Why is it that people say they "slept like a baby" when babies wake up every two hours?  

Why are people IN a movie, but ON TV?
  
Why do people pay to go up tall buildings and then put money in binoculars to look at things on the ground?

How come we choose from just two people for President and fifty for Miss America?  

Why is "bra" singular and "panties" plural?

Do illiterate people get the full effect of alphabet  soup?
  
Who was the first person to look at a cow and say, "I think I'll squeeze these dangly things here, and drink whatever comes out!"

Why do toasters always have a setting that burns the toast to a horrible crisp, which no human being could eat?

When your photo is taken for your driver's license, why do they tell you to smile? If you were stopped by the police and asked for your license, are you going to be smiling? 

If Jimmy cracks corn and no one cares, why is there a song about him?
  
Can a hearse carrying a corpse drive in the carpool lane?

If the professor on Gilligan's Island can make a radio out of a coconut, why can'the fix a hole in a boat?

Why do people point to their wrist when asking for the time, but don't point to their crotch when they ask where the bathroom is?
  
Why does Goofy stand erect while Pluto remains on all fours? They're both dogs.
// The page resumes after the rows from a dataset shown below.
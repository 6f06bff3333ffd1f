//! Daemon configuration model.
//!
//! Loaded from a YAML file with serde defaults for everything, then
//! selectively overridden from `OSBRIDGE_*` environment variables.

use serde::{Deserialize, Serialize};
use std::collections::HashMap;
use std::path::PathBuf;

#[derive(Debug, Clone, Serialize, Deserialize)]
#[serde(default)]
pub struct DaemonSettings {
    pub state_dir: PathBuf,
    pub working_directory: PathBuf,
}

impl Default for DaemonSettings {
    fn default() -> Self {
        let base = dirs_base();
        Self {
            state_dir: base.join("state"),
            working_directory: std::env::temp_dir(),
        }
    }
}

fn dirs_base() -> PathBuf {
    std::env::var_os("HOME")
        .map(PathBuf::from)
        .unwrap_or_else(std::env::temp_dir)
        .join(".osbridge")
}

#[derive(Debug, Clone, Serialize, Deserialize)]
#[serde(default)]
pub struct IntentVerifierSettings {
    pub enabled: bool,
    /// "openai" | "anthropic" | "ollama" | "null"
    pub provider: String,
    pub model: String,
    pub endpoint: String,
    pub api_key_env: String,
    pub cache_ttl_s: f64,
}

impl Default for IntentVerifierSettings {
    fn default() -> Self {
        Self {
            enabled: false,
            provider: "null".to_string(),
            model: String::new(),
            endpoint: String::new(),
            api_key_env: "OSBRIDGE_VERIFIER_API_KEY".to_string(),
            cache_ttl_s: 300.0,
        }
    }
}

#[derive(Debug, Clone, Serialize, Deserialize)]
#[serde(default)]
pub struct SanitizerSettings {
    pub max_depth: usize,
    pub max_list_items: usize,
    pub max_str_len: usize,
    pub injection_scan: bool,
}

impl Default for SanitizerSettings {
    fn default() -> Self {
        Self {
            max_depth: 16,
            max_list_items: 256,
            max_str_len: 16_384,
            injection_scan: true,
        }
    }
}

#[derive(Debug, Clone, Serialize, Deserialize)]
#[serde(default)]
pub struct SecuritySettings {
    /// Built-in profile name, or a name resolved in `profile_file`.
    pub profile: String,
    #[serde(skip_serializing_if = "Option::is_none")]
    pub profile_file: Option<PathBuf>,
    pub grants_file: Option<PathBuf>,
    pub default_rate_limit_per_minute: u32,
    pub rate_limits: HashMap<String, u32>,
    pub intent_verifier: IntentVerifierSettings,
    pub sanitizer: SanitizerSettings,
}

impl Default for SecuritySettings {
    fn default() -> Self {
        Self {
            profile: "standard".to_string(),
            profile_file: None,
            grants_file: Some(dirs_base().join("grants.json")),
            default_rate_limit_per_minute: 120,
            rate_limits: HashMap::new(),
            intent_verifier: IntentVerifierSettings::default(),
            sanitizer: SanitizerSettings::default(),
        }
    }
}

#[derive(Debug, Clone, Serialize, Deserialize)]
#[serde(default)]
pub struct ExecutorSettings {
    pub max_concurrent_actions: usize,
    pub strict_templates: bool,
    pub strict_validation: bool,
}

impl Default for ExecutorSettings {
    fn default() -> Self {
        Self {
            max_concurrent_actions: 8,
            strict_templates: true,
            strict_validation: false,
        }
    }
}

#[derive(Debug, Clone, Serialize, Deserialize)]
#[serde(default)]
pub struct ResourceSettings {
    pub default_limit: usize,
    pub limits: HashMap<String, usize>,
}

impl Default for ResourceSettings {
    fn default() -> Self {
        Self {
            default_limit: 10,
            limits: HashMap::new(),
        }
    }
}

#[derive(Debug, Clone, Default, Serialize, Deserialize)]
#[serde(default)]
pub struct ModuleSettings {
    pub enabled: Vec<String>,
    pub disabled: Vec<String>,
}

impl ModuleSettings {
    /// Enabled modules minus the disabled list.
    pub fn active_modules(&self) -> Vec<String> {
        self.enabled
            .iter()
            .filter(|m| !self.disabled.contains(m))
            .cloned()
            .collect()
    }
}

#[derive(Debug, Clone, Serialize, Deserialize)]
#[serde(default)]
pub struct TriggerSettings {
    pub enabled: bool,
    pub store_path: PathBuf,
    pub max_concurrent_fires: usize,
    pub failure_threshold: u32,
    pub queue_wait_timeout_s: f64,
}

impl Default for TriggerSettings {
    fn default() -> Self {
        Self {
            enabled: true,
            store_path: dirs_base().join("triggers.db"),
            max_concurrent_fires: 5,
            failure_threshold: 5,
            queue_wait_timeout_s: 300.0,
        }
    }
}

#[derive(Debug, Clone, Serialize, Deserialize)]
#[serde(default)]
pub struct EventSettings {
    /// "null" | "file"
    pub sink: String,
    pub path: PathBuf,
    pub queue_capacity: usize,
}

impl Default for EventSettings {
    fn default() -> Self {
        Self {
            sink: "null".to_string(),
            path: dirs_base().join("events.ndjson"),
            queue_capacity: 1024,
        }
    }
}

#[derive(Debug, Clone, Default, Serialize, Deserialize)]
#[serde(default)]
pub struct Settings {
    pub daemon: DaemonSettings,
    pub security: SecuritySettings,
    pub executor: ExecutorSettings,
    pub resources: ResourceSettings,
    pub modules: ModuleSettings,
    pub triggers: TriggerSettings,
    pub events: EventSettings,
}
What do you call male ballerinas?

If Wyle E. Coyote had enough money to buy all that ACME junk, why didn't he just buy dinner?

If corn oil is made from corn, and vegetable oil is made from vegetables, what is baby oil made from?
  
If electricity comes from electrons, does morality come from morons?
  
Do "The Alphabet Song" and "Twinkle, Twinkle Little Star" have the same tune?
  
Why did you just try singing the two songs above?
  
Why do they call it an asteroid when it's outside the hemisphere, but call it a hemorrhoid when it's in your bum?

Did you ever notice that when you blow in a dog's face, he gets snarly at you, but when you take him for a car ride he sticks his head out the window?